A recent partnership with the Walt Disney Co. also provided a boost. Earth Friendly last year rolled out its Disney Baby Ecos product line of laundry detergents and stain-remover products, which feature Winnie the Pooh on their labels.
Greek Connection
Another avenue of potential growth for Earth Friendly is its place in Greece, the Vlahakis family’s homeland. Having a physical presence there is expected to help “better serve” its European and Middle Eastern customers, Vlahakis-Hanks said.
“We’ve only had our offices in Greece for a few months now, and we’ve already landed great new accounts there in that short time,” she said. Van Vlahakis, the family patriarch and owner of the business, said in a recent statement that he has a “special connection” to Greece and expects the company’s entry into Athens to “encourage other Greek-American businesses to consider getting involved in restoring the Greek economy.”
He currently serves as Earth Friendly’s chief executive and splits time between the OC and Florida locations. His children—Kelly and John—run the different units.
Van, a native of Crete, immigrated to the U.S. in the 1950s and earned a bachelor’s degree in chemistry from Roosevelt University in Chicago, attracted by the Greek root words. He spent a decade or so in the janitorial services industry, where he saw firsthand the potential for safer and more effective cleaning supplies. He took up the task himself and started Venus Laboratories in Illinois in 1967, focusing on industrial cleaning products. He grew the business and purchased a production facility in 1971.
California Dreaming
Van made a trip to California the following year to visit a customer and “instantly fell in love with the weather,” his daughter said.
“It was 10 degrees at that time in Illinois and 80 degrees in California. He never turned back after that,” buying a manufacturing facility here in 1977 and making Huntington Beach a home for himself.
Other expansion efforts followed, and Van established Earth Friendly in 1989 as an entity within Venus to narrowly focus on environmentally friendly products as awareness of chemicals’ affect on the environment was increasing.
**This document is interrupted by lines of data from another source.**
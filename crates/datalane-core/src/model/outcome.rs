// ── Delivered outcomes ──
//
// Values that cross from the orchestration layer into views.

use std::fmt;

use indexmap::IndexMap;
use serde::{Deserialize, Serialize};

use super::DataPayload;
use crate::error::{CoreError, UNAUTHORIZED_STATUS};

/// What a view receives through `handle_data_error`.
#[derive(Debug, Clone, PartialEq, Eq, Serialize, Deserialize)]
pub struct DataError {
    pub message: String,
    #[serde(rename = "statusCode", default, skip_serializing_if = "Option::is_none")]
    pub status: Option<u16>,
}

impl DataError {
    pub fn new(message: impl Into<String>, status: Option<u16>) -> Self {
        Self {
            message: message.into(),
            status,
        }
    }

    /// The fixed error delivered when an operation is not permitted.
    pub fn unauthorized() -> Self {
        Self::new("Unauthorized Request", Some(UNAUTHORIZED_STATUS))
    }
}

impl From<&CoreError> for DataError {
    fn from(err: &CoreError) -> Self {
        let message = match err {
            CoreError::Api { message, .. } => message.clone(),
            other => other.to_string(),
        };
        Self::new(message, err.status())
    }
}

impl From<CoreError> for DataError {
    fn from(err: CoreError) -> Self {
        Self::from(&err)
    }
}

impl fmt::Display for DataError {
    fn fmt(&self, f: &mut fmt::Formatter<'_>) -> fmt::Result {
        match self.status {
            Some(status) => write!(f, "{} (status {status})", self.message),
            None => f.write_str(&self.message),
        }
    }
}

/// Resolved slot of one batch or bulk leaf.
///
/// Serializes as `{"success": …}` or `{"error": …}`.
#[derive(Debug, Clone, PartialEq, Serialize)]
#[serde(rename_all = "snake_case")]
pub enum LeafOutcome {
    Success(DataPayload),
    Error(DataError),
}

impl LeafOutcome {
    pub fn is_success(&self) -> bool {
        matches!(self, Self::Success(_))
    }

    pub fn success(&self) -> Option<&DataPayload> {
        match self {
            Self::Success(data) => Some(data),
            Self::Error(_) => None,
        }
    }

    pub fn error(&self) -> Option<&DataError> {
        match self {
            Self::Error(err) => Some(err),
            Self::Success(_) => None,
        }
    }
}

/// Identifier-keyed results of a batch call, in declaration order.
pub type BatchResults = IndexMap<String, LeafOutcome>;
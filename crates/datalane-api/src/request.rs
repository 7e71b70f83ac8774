// ── Wire-level request / response types ──
//
// Deliberately untyped: bodies are `serde_json::Value` because the
// orchestration layer caches and forwards responses without knowing
// their shape.

use serde::{Deserialize, Serialize};
use serde_json::Value;
use strum::{Display, EnumString};

/// Query parameter carrying a GET body that is not a JSON object.
pub const BODY_PARAM: &str = "_body";

/// HTTP verb understood by the transport.
#[derive(
    Debug, Clone, Copy, PartialEq, Eq, PartialOrd, Ord, Hash, Display, EnumString, Serialize,
    Deserialize,
)]
#[strum(serialize_all = "UPPERCASE", ascii_case_insensitive)]
#[serde(rename_all = "UPPERCASE")]
pub enum Method {
    Get,
    Post,
    Put,
    Patch,
    Delete,
}

impl Method {
    pub fn to_reqwest(self) -> reqwest::Method {
        match self {
            Self::Get => reqwest::Method::GET,
            Self::Post => reqwest::Method::POST,
            Self::Put => reqwest::Method::PUT,
            Self::Patch => reqwest::Method::PATCH,
            Self::Delete => reqwest::Method::DELETE,
        }
    }
}

/// A single outbound call.
#[derive(Debug, Clone, PartialEq)]
pub struct Request {
    pub method: Method,
    /// Absolute URL, or a path resolved against the transport's base URL.
    pub url: String,
    /// For `GET` an object body is sent as query parameters; otherwise JSON.
    pub body: Option<Value>,
    pub headers: Vec<(String, String)>,
}

impl Request {
    pub fn new(method: Method, url: impl Into<String>) -> Self {
        Self {
            method,
            url: url.into(),
            body: None,
            headers: Vec::new(),
        }
    }

    pub fn with_body(mut self, body: Value) -> Self {
        self.body = Some(body);
        self
    }

    pub fn with_header(mut self, name: impl Into<String>, value: impl Into<String>) -> Self {
        self.headers.push((name.into(), value.into()));
        self
    }

    /// Flatten the body into `(key, value)` query pairs.
    ///
    /// Object fields become one pair each: strings verbatim, everything
    /// else as compact JSON. Any other non-null body is sent whole as
    /// compact JSON under [`BODY_PARAM`].
    pub fn query_pairs(&self) -> Vec<(String, String)> {
        match &self.body {
            None | Some(Value::Null) => Vec::new(),
            Some(Value::Object(map)) => map
                .iter()
                .map(|(k, v)| {
                    let v = match v {
                        Value::String(s) => s.clone(),
                        other => other.to_string(),
                    };
                    (k.clone(), v)
                })
                .collect(),
            Some(other) => vec![(BODY_PARAM.to_owned(), other.to_string())],
        }
    }
}

/// A decoded backend response.
#[derive(Debug, Clone, PartialEq, Serialize, Deserialize)]
pub struct Response {
    pub status: u16,
    pub body: Value,
}

impl Response {
    pub fn ok(body: Value) -> Self {
        Self { status: 200, body }
    }
}
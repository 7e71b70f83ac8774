// ── Dispatcher ──
//
// The single entry point for data requests. `enqueue` validates its
// target synchronously and returns; every outcome is delivered later
// through the resolved processor. Owns the reuse cache, the per-URL
// serializer and the processor registry. Cheap to clone.

use std::fmt;
use std::panic::AssertUnwindSafe;
use std::sync::Arc;

use futures::FutureExt;

use serde_json::Value;
use tokio::sync::{Mutex, watch};
use tokio::task::JoinHandle;
use tokio_util::sync::CancellationToken;
use tracing::{debug, info, warn};

use datalane_api::{Request, Transport};

use crate::cache::{ReuseCache, unique_url};
use crate::clock::{Clock, SystemClock};
use crate::config::DispatcherConfig;
use crate::coordinator;
use crate::error::CoreError;
use crate::model::{DataError, EntityConfig, EntityId, Operation, Target};
use crate::processor::{FallbackProcessor, Processor, ProcessorContext, ProcessorRegistry};
use crate::router::{PageRouter, Router};
use crate::serializer::{Admission, RequestSerializer};
use crate::store::{KvStore, MemoryStore};
use crate::view::DataView;

// ── EnqueueOptions ───────────────────────────────────────────────────

/// Per-call options for [`Dispatcher::enqueue`].
#[derive(Clone)]
pub struct EnqueueOptions {
    /// Receives the result instead of the entity's own view. For batch
    /// and bulk calls this is the aggregate receiver.
    pub caller_view: Option<Arc<dyn DataView>>,
    /// Route mutating requests through the per-URL serializer. Calls
    /// made from inside a processor for the same URL must turn this off.
    pub consider_for_queueing: bool,
    /// Extra headers for the outbound request.
    pub headers: Vec<(String, String)>,
}

impl EnqueueOptions {
    pub fn with_caller_view(mut self, view: Arc<dyn DataView>) -> Self {
        self.caller_view = Some(view);
        self
    }

    pub fn without_queueing(mut self) -> Self {
        self.consider_for_queueing = false;
        self
    }

    pub fn with_header(mut self, name: impl Into<String>, value: impl Into<String>) -> Self {
        self.headers.push((name.into(), value.into()));
        self
    }

    /// Options for a fan-out leaf: never queued, never delivered to a view.
    pub(crate) fn leaf(parent: &Self) -> Self {
        Self {
            caller_view: None,
            consider_for_queueing: false,
            headers: parent.headers.clone(),
        }
    }
}

impl Default for EnqueueOptions {
    fn default() -> Self {
        Self {
            caller_view: None,
            consider_for_queueing: true,
            headers: Vec::new(),
        }
    }
}

impl fmt::Debug for EnqueueOptions {
    fn fmt(&self, f: &mut fmt::Formatter<'_>) -> fmt::Result {
        f.debug_struct("EnqueueOptions")
            .field("has_caller_view", &self.caller_view.is_some())
            .field("consider_for_queueing", &self.consider_for_queueing)
            .field("headers", &self.headers)
            .finish()
    }
}

/// One single-entity request, queued or about to run.
#[derive(Debug)]
pub(crate) struct PendingRequest {
    pub(crate) operation: Operation,
    pub(crate) entity: EntityConfig,
    pub(crate) payload: Option<Value>,
    pub(crate) options: EnqueueOptions,
}

// ── Dispatcher ───────────────────────────────────────────────────────

#[derive(Clone)]
pub struct Dispatcher {
    inner: Arc<DispatcherInner>,
}

struct DispatcherInner {
    config: DispatcherConfig,
    transport: Arc<dyn Transport>,
    router: Arc<dyn Router>,
    cache: ReuseCache,
    serializer: RequestSerializer<PendingRequest>,
    registry: ProcessorRegistry,
    /// Token for the current `start()`; replaced on restart.
    cancel: Mutex<CancellationToken>,
    task_handles: Mutex<Vec<JoinHandle<()>>>,
}

impl Dispatcher {
    pub fn builder(transport: Arc<dyn Transport>) -> DispatcherBuilder {
        DispatcherBuilder {
            transport,
            store: None,
            router: None,
            clock: None,
            fallback: None,
            config: DispatcherConfig::default(),
        }
    }

    pub fn config(&self) -> &DispatcherConfig {
        &self.inner.config
    }

    pub fn cache(&self) -> &ReuseCache {
        &self.inner.cache
    }

    pub fn router(&self) -> &Arc<dyn Router> {
        &self.inner.router
    }

    /// Mutating requests waiting behind the in-flight one for `url`.
    pub fn queue_len(&self, url: &str) -> usize {
        self.inner.serializer.queue_len(url)
    }

    // ── Dispatch ─────────────────────────────────────────────────────

    /// Submit a request. Returns once the target has been validated;
    /// results arrive through the resolved processor.
    ///
    /// `operation` defaults to the entity's `default_operation`. Fails
    /// synchronously only for malformed targets or when called outside
    /// a Tokio runtime.
    pub fn enqueue(
        &self,
        operation: Option<Operation>,
        target: impl Into<Target>,
        payload: Option<Value>,
        options: EnqueueOptions,
    ) -> Result<(), CoreError> {
        let target = target.into();
        target.validate()?;
        if tokio::runtime::Handle::try_current().is_err() {
            return Err(CoreError::Internal(
                "enqueue called outside a Tokio runtime".into(),
            ));
        }

        match target {
            Target::Batch(entity) => coordinator::batch::dispatch(self, entity, payload, options),
            Target::Bulk(entities) => {
                coordinator::bulk::dispatch(self, operation, entities, payload, options)
            }
            Target::Single(entity) => {
                let operation = operation.unwrap_or(entity.data_config().default_operation);
                self.submit(PendingRequest {
                    operation,
                    entity,
                    payload,
                    options,
                });
                Ok(())
            }
        }
    }

    /// Run a single-entity request, through the serializer when it
    /// mutates and queueing is enabled.
    pub(crate) fn submit(&self, request: PendingRequest) {
        let serialize = !request.operation.is_read() && request.options.consider_for_queueing;
        let url = request.entity.url().map(str::to_owned);

        match url {
            Some(url) if serialize => match self.inner.serializer.admit(&url, request) {
                Admission::Dispatch(request) => self.spawn_serialized(url, request),
                Admission::Queued { .. } => {}
            },
            _ => {
                let dispatcher = self.clone();
                tokio::spawn(async move { dispatcher.run(request).await });
            }
        }
    }

    /// Drain `url`'s queue on one task, one request at a time.
    fn spawn_serialized(&self, url: String, first: PendingRequest) {
        let dispatcher = self.clone();
        tokio::spawn(async move {
            let mut next = Some(first);
            while let Some(request) = next {
                // A panicking callback must still hand the URL to the next waiter.
                if AssertUnwindSafe(dispatcher.run(request))
                    .catch_unwind()
                    .await
                    .is_err()
                {
                    warn!(url = %url, "request handler panicked; releasing queue");
                }
                next = dispatcher.inner.serializer.complete(&url);
            }
        });
    }

    async fn run(&self, request: PendingRequest) {
        let PendingRequest {
            operation,
            entity,
            payload,
            options,
        } = request;
        let result = self
            .execute(operation, &entity, payload, &options.headers)
            .await;

        let ctx = ProcessorContext::new(operation, entity, options.caller_view);
        match result {
            Ok(response) => self.inner.registry.deliver_success(&ctx, &response),
            Err(e) => {
                debug!(entity = %ctx.entity.id(), %operation, error = %e, "request failed");
                self.inner.registry.deliver_error(&ctx, &DataError::from(&e));
            }
        }
    }

    /// Authorize, consult the cache, then hit the network.
    async fn execute(
        &self,
        operation: Operation,
        entity: &EntityConfig,
        payload: Option<Value>,
        headers: &[(String, String)],
    ) -> Result<Value, CoreError> {
        let data_config = entity.data_config();
        let method = operation.method();
        if !self.inner.config.allows(method) && !data_config.allowed_operations.contains(&operation)
        {
            debug!(entity = %entity.id(), %operation, "operation not permitted");
            return Err(CoreError::Unauthorized { operation });
        }
        let url = entity
            .url()
            .ok_or_else(|| CoreError::Internal("single request without a url".into()))?;

        let policy = &data_config.reuse;
        let cache_key = if operation.is_read() && policy.enable {
            let key = unique_url(url, payload.as_ref());
            match self.inner.cache.recall(&key).await {
                Ok(cached) if policy.accepts(&cached) => {
                    debug!(url, %operation, key = %key, "served from cache");
                    return Ok(cached);
                }
                Ok(_) => debug!(url, key = %key, "cached response rejected by handler"),
                Err(e) => debug!(url, key = %key, reason = %e, "cache miss"),
            }
            Some(key)
        } else {
            None
        };

        let mut request = Request::new(method, url);
        if let Some(body) = payload {
            request = request.with_body(body);
        }
        for (name, value) in headers {
            request = request.with_header(name.clone(), value.clone());
        }
        debug!(url, %operation, "dispatching");
        let response = self.inner.transport.call(request).await?;

        if let Some(key) = cache_key {
            if let Err(e) = self
                .inner
                .cache
                .remember(&key, &response.body, policy, url)
                .await
            {
                warn!(key = %key, error = %e, "failed to persist reusable response");
            }
        }
        Ok(response.body)
    }

    // ── Subscriptions & cache control ────────────────────────────────

    /// Deliver responses fetched for equivalent entities to `entity`.
    pub fn register(&self, entity: EntityConfig) {
        self.inner.registry.register(entity);
    }

    pub fn unregister(&self, id: EntityId) -> bool {
        self.inner.registry.unregister(id)
    }

    /// Drop the cached response for a read of `url` with `payload`.
    pub async fn invalidate(&self, url: &str, payload: Option<&Value>) -> Result<(), CoreError> {
        self.inner.cache.remove(&unique_url(url, payload)).await
    }

    // ── Lifecycle ────────────────────────────────────────────────────

    /// Start the background route sweeper. Calling it twice restarts it.
    pub async fn start(&self) {
        self.shutdown().await;

        let cancel = CancellationToken::new();
        *self.inner.cancel.lock().await = cancel.clone();

        let routes = self.inner.router.route_changes();
        let handle = tokio::spawn(route_sweep_task(self.clone(), routes, cancel));
        self.inner.task_handles.lock().await.push(handle);
        info!("dispatcher started");
    }

    /// Stop background tasks and wait for them to finish. In-flight
    /// requests are not cancelled.
    pub async fn shutdown(&self) {
        self.inner.cancel.lock().await.cancel();

        let mut handles = self.inner.task_handles.lock().await;
        if handles.is_empty() {
            return;
        }
        for handle in handles.drain(..) {
            let _ = handle.await;
        }
        info!("dispatcher stopped");
    }
}

async fn route_sweep_task(
    dispatcher: Dispatcher,
    mut routes: watch::Receiver<Option<String>>,
    cancel: CancellationToken,
) {
    loop {
        tokio::select! {
            biased;
            () = cancel.cancelled() => break,
            changed = routes.changed() => {
                if changed.is_err() {
                    debug!("router closed; route sweeper exiting");
                    break;
                }
                let page = routes.borrow_and_update().clone();
                match dispatcher.cache().sweep().await {
                    Ok(removed) => debug!(page = ?page, removed, "route change sweep"),
                    Err(e) => warn!(page = ?page, error = %e, "route change sweep failed"),
                }
            }
        }
    }
}

// ── Builder ──────────────────────────────────────────────────────────

/// Assembles a [`Dispatcher`]. Every collaborator except the transport
/// has an in-process default.
pub struct DispatcherBuilder {
    transport: Arc<dyn Transport>,
    store: Option<Arc<dyn KvStore>>,
    router: Option<Arc<dyn Router>>,
    clock: Option<Arc<dyn Clock>>,
    fallback: Option<Arc<dyn Processor>>,
    config: DispatcherConfig,
}

impl DispatcherBuilder {
    pub fn store(mut self, store: Arc<dyn KvStore>) -> Self {
        self.store = Some(store);
        self
    }

    pub fn router(mut self, router: Arc<dyn Router>) -> Self {
        self.router = Some(router);
        self
    }

    pub fn clock(mut self, clock: Arc<dyn Clock>) -> Self {
        self.clock = Some(clock);
        self
    }

    /// Replace the processor used by entities without their own.
    pub fn fallback(mut self, processor: Arc<dyn Processor>) -> Self {
        self.fallback = Some(processor);
        self
    }

    pub fn config(mut self, config: DispatcherConfig) -> Self {
        self.config = config;
        self
    }

    pub fn build(self) -> Dispatcher {
        let store = self
            .store
            .unwrap_or_else(|| Arc::new(MemoryStore::new()));
        let router = self
            .router
            .unwrap_or_else(|| Arc::new(PageRouter::new()));
        let clock = self.clock.unwrap_or_else(|| Arc::new(SystemClock));
        let fallback = self
            .fallback
            .unwrap_or_else(|| Arc::new(FallbackProcessor));

        let default_timeout_ms =
            u64::try_from(self.config.default_reuse_timeout.as_millis()).unwrap_or(u64::MAX);
        let cache = ReuseCache::new(store, Arc::clone(&router), clock, default_timeout_ms);
        let serializer = RequestSerializer::new(self.config.stale_queue_after);

        Dispatcher {
            inner: Arc::new(DispatcherInner {
                config: self.config,
                transport: self.transport,
                router,
                cache,
                serializer,
                registry: ProcessorRegistry::new(fallback),
                cancel: Mutex::new(CancellationToken::new()),
                task_handles: Mutex::new(Vec::new()),
            }),
        }
    }
}
// ── Dispatch target ──
//
// What `Dispatcher::enqueue` is asked to run. The variant decides the
// path (direct/serialized, batch fan-out, bulk fan-out) up front.

use super::EntityConfig;
use crate::error::CoreError;

#[derive(Debug, Clone)]
pub enum Target {
    /// One entity backed by a single URL.
    Single(EntityConfig),
    /// One entity whose DataConfig carries a batch override.
    Batch(EntityConfig),
    /// Several independent entities joined by position.
    Bulk(Vec<EntityConfig>),
}

impl Target {
    /// Reject targets whose variant disagrees with their configs.
    pub fn validate(&self) -> Result<(), CoreError> {
        match self {
            Self::Single(entity) if entity.is_batch() => Err(CoreError::invalid(
                "single target carries a batch override",
            )),
            Self::Batch(entity) if !entity.is_batch() => Err(CoreError::invalid(
                "batch target has no batch override",
            )),
            Self::Bulk(entities) if entities.is_empty() => {
                Err(CoreError::invalid("bulk target is empty"))
            }
            Self::Bulk(entities) if entities.iter().any(EntityConfig::is_batch) => Err(
                CoreError::invalid("bulk targets cannot contain batch entities"),
            ),
            _ => Ok(()),
        }
    }
}

impl From<EntityConfig> for Target {
    fn from(entity: EntityConfig) -> Self {
        if entity.is_batch() {
            Self::Batch(entity)
        } else {
            Self::Single(entity)
        }
    }
}

impl From<Vec<EntityConfig>> for Target {
    fn from(entities: Vec<EntityConfig>) -> Self {
        Self::Bulk(entities)
    }
}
Earth Friendly’s growth and business model have attracted “tons of interest from private equity” investors, Vlahakis-Hanks said, but it has kept close to the family-run model.
Further growth is expected as “more and more medical studies are conducted” and as more information about environmentally friendly products and chemical manufacturing is released into the market, she added.
Doing As It Says
Access to information, as well as the growing capacity of Earth Friendly’s in-house research and development group, has helped the company operate in earth-friendly ways and encourage staff to pay more attention to sustainability, said Nadereh Afsharmanesh, director of sustainability at the company, and leader of its efforts to reduce waste.
“It’s not only the finished product that is eco-friendly, but every part of the [manufacturing] process has to be also,” she said.
Earth Friendly last month announced it achieved carbon neutrality, now removing as much carbon dioxide as it releases into the environment, or nearly 54 million pounds a year.
The company also installed 265 solar panels on the rooftop of the Garden Grove facility about five years ago, a $250,000 investment.
Vlahakis-Hanks said the panels generate about 60% of the electricity needed for operations, and the company won the Governor’s Environmental and Economic Leadership Award in 2010 as a result of the project.
Vlahakis-Hanks said Earth Friendly’s Florida and New Jersey plants will follow suit and install or retrofit 300 solar panels each.